Dataset records:
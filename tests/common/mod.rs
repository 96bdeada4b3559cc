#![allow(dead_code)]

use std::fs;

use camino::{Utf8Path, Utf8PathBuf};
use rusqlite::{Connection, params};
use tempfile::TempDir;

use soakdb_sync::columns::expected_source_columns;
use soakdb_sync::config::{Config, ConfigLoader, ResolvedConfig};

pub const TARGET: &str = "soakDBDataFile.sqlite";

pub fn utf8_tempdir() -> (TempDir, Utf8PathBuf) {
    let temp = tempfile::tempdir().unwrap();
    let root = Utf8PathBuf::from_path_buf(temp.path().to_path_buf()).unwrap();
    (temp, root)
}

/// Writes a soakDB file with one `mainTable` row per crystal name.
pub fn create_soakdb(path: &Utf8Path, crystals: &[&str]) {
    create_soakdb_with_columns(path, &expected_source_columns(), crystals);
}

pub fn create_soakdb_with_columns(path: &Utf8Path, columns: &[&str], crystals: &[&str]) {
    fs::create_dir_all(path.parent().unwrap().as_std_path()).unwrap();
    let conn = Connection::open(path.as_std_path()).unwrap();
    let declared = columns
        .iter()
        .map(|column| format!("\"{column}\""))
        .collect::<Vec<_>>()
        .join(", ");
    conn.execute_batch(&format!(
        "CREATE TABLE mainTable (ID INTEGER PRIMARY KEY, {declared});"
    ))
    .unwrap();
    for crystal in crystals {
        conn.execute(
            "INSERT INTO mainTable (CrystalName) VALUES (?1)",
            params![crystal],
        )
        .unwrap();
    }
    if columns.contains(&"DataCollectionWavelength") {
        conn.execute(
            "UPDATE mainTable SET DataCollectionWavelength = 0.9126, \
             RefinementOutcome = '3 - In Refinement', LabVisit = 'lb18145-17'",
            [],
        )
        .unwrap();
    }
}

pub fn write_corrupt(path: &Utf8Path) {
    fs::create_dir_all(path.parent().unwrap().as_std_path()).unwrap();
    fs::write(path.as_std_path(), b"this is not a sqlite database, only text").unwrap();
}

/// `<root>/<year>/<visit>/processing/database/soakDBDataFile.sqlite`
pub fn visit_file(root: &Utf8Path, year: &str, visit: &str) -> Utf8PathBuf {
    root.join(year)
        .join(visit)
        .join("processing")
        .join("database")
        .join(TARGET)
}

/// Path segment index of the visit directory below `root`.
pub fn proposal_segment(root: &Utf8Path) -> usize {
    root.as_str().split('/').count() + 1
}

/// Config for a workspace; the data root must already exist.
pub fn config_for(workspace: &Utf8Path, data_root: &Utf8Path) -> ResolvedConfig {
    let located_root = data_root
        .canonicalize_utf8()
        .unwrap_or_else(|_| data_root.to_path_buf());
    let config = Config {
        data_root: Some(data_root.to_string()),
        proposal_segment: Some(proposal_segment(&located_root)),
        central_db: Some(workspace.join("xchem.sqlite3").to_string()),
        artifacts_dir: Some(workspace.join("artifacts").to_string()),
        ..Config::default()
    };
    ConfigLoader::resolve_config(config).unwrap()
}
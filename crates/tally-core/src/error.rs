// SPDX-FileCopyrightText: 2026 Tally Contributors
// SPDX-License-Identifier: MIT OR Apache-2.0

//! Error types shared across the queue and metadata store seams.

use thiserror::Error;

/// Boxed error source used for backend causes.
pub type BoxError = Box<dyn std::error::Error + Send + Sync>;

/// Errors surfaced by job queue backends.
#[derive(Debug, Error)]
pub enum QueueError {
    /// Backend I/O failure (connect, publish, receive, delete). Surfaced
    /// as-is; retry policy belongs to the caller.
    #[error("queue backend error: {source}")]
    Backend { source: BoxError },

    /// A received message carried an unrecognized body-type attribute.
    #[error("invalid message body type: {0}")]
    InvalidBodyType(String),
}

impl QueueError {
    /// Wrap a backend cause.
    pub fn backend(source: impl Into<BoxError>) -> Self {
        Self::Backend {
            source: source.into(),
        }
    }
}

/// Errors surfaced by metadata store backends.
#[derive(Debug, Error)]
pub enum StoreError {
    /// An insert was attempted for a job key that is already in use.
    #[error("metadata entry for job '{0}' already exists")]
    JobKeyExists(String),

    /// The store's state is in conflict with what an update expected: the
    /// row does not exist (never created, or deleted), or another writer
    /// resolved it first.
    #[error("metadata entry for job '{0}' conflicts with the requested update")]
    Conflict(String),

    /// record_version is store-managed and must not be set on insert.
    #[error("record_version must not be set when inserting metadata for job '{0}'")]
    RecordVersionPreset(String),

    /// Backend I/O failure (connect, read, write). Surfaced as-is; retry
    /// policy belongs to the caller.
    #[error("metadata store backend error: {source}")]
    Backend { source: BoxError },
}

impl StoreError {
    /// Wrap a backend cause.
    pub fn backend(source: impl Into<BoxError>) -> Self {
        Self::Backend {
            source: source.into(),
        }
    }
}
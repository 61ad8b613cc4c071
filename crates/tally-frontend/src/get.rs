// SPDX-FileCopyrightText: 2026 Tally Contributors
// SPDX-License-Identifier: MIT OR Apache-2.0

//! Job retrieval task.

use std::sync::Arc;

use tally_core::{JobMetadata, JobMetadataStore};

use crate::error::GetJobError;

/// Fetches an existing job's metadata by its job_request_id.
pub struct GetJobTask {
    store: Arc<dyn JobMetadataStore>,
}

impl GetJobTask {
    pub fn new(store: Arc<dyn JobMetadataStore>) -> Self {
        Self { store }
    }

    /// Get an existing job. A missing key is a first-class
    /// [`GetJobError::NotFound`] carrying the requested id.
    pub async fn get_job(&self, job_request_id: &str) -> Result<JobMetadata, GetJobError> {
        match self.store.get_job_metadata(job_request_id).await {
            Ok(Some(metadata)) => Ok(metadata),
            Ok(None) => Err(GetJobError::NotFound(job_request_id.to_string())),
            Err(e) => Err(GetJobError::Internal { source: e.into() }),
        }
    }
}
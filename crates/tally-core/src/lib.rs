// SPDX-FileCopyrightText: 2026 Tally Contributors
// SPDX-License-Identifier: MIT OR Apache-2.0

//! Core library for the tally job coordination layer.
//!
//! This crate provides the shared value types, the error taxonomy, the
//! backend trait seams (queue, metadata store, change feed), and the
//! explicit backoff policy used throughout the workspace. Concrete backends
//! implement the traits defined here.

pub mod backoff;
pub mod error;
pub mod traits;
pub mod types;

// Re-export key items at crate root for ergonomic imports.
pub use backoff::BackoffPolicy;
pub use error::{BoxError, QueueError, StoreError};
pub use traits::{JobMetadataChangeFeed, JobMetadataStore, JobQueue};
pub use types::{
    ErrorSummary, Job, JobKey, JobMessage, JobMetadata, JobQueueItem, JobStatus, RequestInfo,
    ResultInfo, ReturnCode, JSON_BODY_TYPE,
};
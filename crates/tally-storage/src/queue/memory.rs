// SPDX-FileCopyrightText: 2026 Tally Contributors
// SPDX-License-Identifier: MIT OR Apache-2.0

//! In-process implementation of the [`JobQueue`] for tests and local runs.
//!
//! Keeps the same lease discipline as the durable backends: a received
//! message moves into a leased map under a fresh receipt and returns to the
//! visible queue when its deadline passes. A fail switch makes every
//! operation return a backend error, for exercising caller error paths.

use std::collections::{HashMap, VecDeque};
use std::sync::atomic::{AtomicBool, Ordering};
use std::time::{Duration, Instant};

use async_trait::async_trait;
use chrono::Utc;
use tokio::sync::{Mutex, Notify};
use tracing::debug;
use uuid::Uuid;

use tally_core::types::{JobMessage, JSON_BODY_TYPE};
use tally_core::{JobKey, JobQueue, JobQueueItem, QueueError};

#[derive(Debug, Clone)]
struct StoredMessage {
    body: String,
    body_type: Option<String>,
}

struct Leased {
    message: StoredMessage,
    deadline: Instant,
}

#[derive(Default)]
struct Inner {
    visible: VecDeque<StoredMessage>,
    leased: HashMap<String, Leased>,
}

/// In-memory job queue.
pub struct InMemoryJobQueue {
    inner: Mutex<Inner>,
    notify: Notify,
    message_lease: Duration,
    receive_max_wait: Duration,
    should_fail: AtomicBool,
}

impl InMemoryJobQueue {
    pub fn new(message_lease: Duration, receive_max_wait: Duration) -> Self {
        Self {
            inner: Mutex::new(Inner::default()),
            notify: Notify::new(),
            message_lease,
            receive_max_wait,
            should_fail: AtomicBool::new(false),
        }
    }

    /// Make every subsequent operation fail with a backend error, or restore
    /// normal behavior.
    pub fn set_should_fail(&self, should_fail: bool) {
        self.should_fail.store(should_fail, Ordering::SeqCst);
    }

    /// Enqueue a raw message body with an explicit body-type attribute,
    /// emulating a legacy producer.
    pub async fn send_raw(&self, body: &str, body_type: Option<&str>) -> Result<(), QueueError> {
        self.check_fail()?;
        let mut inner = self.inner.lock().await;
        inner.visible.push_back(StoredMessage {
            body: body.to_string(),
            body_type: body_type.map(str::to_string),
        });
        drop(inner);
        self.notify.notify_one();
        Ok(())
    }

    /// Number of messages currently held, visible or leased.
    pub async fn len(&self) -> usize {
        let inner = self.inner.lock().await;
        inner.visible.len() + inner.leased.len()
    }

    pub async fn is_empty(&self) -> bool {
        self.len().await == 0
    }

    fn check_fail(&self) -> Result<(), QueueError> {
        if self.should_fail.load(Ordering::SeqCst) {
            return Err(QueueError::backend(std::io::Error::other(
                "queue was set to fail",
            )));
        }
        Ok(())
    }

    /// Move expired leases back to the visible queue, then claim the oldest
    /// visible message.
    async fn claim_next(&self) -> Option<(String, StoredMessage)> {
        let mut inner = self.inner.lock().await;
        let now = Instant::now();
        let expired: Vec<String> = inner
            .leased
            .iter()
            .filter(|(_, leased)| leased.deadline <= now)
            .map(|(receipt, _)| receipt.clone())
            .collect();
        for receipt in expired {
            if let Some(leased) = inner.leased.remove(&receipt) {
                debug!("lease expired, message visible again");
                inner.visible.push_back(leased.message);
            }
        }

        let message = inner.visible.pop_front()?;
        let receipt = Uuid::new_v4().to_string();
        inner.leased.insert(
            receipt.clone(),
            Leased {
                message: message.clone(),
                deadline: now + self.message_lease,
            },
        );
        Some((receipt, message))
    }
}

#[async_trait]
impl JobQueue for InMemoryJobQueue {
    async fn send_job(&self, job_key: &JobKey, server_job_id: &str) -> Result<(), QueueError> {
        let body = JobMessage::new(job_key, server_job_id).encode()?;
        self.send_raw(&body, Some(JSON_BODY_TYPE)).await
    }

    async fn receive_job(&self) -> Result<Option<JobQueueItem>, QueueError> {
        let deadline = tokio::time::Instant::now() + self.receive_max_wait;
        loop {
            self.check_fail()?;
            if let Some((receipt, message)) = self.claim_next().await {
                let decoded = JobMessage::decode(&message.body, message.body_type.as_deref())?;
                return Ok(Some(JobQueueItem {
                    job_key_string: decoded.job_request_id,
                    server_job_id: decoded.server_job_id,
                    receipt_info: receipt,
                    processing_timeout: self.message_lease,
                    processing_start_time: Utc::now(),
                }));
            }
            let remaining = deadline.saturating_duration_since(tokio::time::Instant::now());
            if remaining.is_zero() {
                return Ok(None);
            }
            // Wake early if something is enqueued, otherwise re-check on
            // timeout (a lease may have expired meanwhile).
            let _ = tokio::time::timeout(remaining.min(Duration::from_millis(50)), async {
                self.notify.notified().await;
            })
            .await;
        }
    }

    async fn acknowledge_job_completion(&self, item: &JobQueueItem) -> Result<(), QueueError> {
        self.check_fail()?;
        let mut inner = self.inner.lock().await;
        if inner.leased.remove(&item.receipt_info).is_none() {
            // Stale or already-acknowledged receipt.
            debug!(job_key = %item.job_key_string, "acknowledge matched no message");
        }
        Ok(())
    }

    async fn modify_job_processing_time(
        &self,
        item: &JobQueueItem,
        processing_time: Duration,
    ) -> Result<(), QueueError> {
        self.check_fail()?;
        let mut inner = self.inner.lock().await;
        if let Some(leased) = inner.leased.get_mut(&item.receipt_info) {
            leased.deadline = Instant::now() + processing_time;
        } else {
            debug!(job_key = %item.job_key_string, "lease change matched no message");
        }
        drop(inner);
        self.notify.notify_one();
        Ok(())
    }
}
...
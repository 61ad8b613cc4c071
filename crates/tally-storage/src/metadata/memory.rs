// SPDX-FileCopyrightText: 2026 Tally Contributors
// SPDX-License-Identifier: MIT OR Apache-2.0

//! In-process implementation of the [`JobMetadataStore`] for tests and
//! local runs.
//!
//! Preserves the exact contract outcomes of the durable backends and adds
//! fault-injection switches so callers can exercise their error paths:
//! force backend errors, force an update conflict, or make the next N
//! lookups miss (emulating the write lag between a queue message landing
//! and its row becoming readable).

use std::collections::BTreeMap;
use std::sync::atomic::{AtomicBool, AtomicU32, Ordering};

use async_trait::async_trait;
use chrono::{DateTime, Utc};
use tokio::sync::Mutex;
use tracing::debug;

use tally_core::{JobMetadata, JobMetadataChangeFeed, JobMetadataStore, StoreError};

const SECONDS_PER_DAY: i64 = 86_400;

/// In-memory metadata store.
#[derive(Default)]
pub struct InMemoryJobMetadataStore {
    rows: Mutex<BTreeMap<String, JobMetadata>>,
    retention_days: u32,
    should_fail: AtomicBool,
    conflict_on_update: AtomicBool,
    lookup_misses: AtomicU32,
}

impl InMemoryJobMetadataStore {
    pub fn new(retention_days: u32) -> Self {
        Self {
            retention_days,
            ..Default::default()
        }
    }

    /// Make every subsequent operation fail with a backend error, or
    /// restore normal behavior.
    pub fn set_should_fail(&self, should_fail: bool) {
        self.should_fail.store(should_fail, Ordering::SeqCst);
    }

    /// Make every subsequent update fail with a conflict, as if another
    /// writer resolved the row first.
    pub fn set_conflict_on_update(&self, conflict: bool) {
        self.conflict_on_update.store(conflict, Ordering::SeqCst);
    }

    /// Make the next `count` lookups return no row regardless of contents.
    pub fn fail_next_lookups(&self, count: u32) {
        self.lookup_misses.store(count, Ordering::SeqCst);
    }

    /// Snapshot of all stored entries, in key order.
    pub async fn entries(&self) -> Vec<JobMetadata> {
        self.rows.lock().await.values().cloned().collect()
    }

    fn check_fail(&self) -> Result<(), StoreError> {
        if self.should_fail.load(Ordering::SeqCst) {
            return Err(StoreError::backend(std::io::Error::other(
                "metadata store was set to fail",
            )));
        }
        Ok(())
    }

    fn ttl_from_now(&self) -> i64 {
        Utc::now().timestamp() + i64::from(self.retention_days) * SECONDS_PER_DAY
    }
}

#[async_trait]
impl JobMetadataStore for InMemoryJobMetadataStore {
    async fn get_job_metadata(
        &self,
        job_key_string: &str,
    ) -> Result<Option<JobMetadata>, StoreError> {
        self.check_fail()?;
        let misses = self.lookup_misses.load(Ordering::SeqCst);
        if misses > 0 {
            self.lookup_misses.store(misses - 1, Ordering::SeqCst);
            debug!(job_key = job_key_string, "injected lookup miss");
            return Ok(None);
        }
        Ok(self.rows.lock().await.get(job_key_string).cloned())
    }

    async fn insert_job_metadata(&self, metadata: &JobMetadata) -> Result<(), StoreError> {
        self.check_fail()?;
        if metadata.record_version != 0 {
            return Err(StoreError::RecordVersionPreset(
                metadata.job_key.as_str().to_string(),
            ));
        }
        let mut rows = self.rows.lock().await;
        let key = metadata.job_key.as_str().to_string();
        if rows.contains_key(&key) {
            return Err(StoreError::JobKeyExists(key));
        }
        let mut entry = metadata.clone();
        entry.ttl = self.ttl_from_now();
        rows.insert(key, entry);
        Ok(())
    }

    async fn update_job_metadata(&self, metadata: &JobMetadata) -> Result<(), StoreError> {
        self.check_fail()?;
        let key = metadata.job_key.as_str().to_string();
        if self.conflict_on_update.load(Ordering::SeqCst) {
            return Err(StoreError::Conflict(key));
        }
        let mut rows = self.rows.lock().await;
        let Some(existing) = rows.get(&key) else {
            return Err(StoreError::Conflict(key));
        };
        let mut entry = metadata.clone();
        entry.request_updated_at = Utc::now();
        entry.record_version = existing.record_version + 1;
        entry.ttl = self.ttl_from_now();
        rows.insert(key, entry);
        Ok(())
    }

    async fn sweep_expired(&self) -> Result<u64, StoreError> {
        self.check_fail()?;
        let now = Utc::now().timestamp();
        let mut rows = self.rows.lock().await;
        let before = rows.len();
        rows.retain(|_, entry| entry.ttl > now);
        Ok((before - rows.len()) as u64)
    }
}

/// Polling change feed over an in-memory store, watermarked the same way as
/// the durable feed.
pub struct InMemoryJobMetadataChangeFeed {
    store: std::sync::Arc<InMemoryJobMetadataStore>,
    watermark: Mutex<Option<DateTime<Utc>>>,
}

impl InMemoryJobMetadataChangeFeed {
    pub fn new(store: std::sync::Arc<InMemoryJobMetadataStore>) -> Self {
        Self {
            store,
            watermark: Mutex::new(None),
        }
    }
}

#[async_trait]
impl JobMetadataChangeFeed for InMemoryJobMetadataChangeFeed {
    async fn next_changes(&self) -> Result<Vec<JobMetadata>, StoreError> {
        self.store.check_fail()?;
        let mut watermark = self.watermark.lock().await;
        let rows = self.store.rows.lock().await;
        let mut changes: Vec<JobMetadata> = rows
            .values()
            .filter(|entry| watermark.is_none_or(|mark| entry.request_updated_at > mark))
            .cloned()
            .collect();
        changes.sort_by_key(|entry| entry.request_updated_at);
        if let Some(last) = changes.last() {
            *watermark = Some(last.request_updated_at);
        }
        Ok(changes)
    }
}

#### REQUIRED ACTION
The lines sought are those in the data above that include the string "remaining"; copy each one.

#### RESULT FOR THIS EXERCISE
            let remaining = deadline.saturating_duration_since(tokio::time::Instant::now());
            if remaining.is_zero() {
            let _ = tokio::time::timeout(remaining.min(Duration::from_millis(50)), async {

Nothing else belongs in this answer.